» **RECORDS PROVIDED**:
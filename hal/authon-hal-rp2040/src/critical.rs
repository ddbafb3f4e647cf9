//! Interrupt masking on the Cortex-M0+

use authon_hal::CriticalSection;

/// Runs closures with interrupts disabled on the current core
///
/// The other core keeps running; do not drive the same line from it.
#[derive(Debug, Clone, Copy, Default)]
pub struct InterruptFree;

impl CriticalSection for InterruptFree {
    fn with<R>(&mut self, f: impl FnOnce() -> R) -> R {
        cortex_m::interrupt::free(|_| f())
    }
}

» **WORK ORDER**: Repeat each line above exactly as it stands.

» **WRITTEN SOLUTION**:
filename hal/authon-hal-rp2040/src/critical.rs
repository ddbafb3f4e647cf9
//! Interrupt masking on the Cortex-M0+

use authon_hal::CriticalSection;

/// Runs closures with interrupts disabled on the current core
///
/// The other core keeps running; do not drive the same line from it.
#[derive(Debug, Clone, Copy, Default)]
pub struct InterruptFree;

impl CriticalSection for InterruptFree {
    fn with<R>(&mut self, f: impl FnOnce() -> R) -> R {
        cortex_m::interrupt::free(|_| f())
    }
}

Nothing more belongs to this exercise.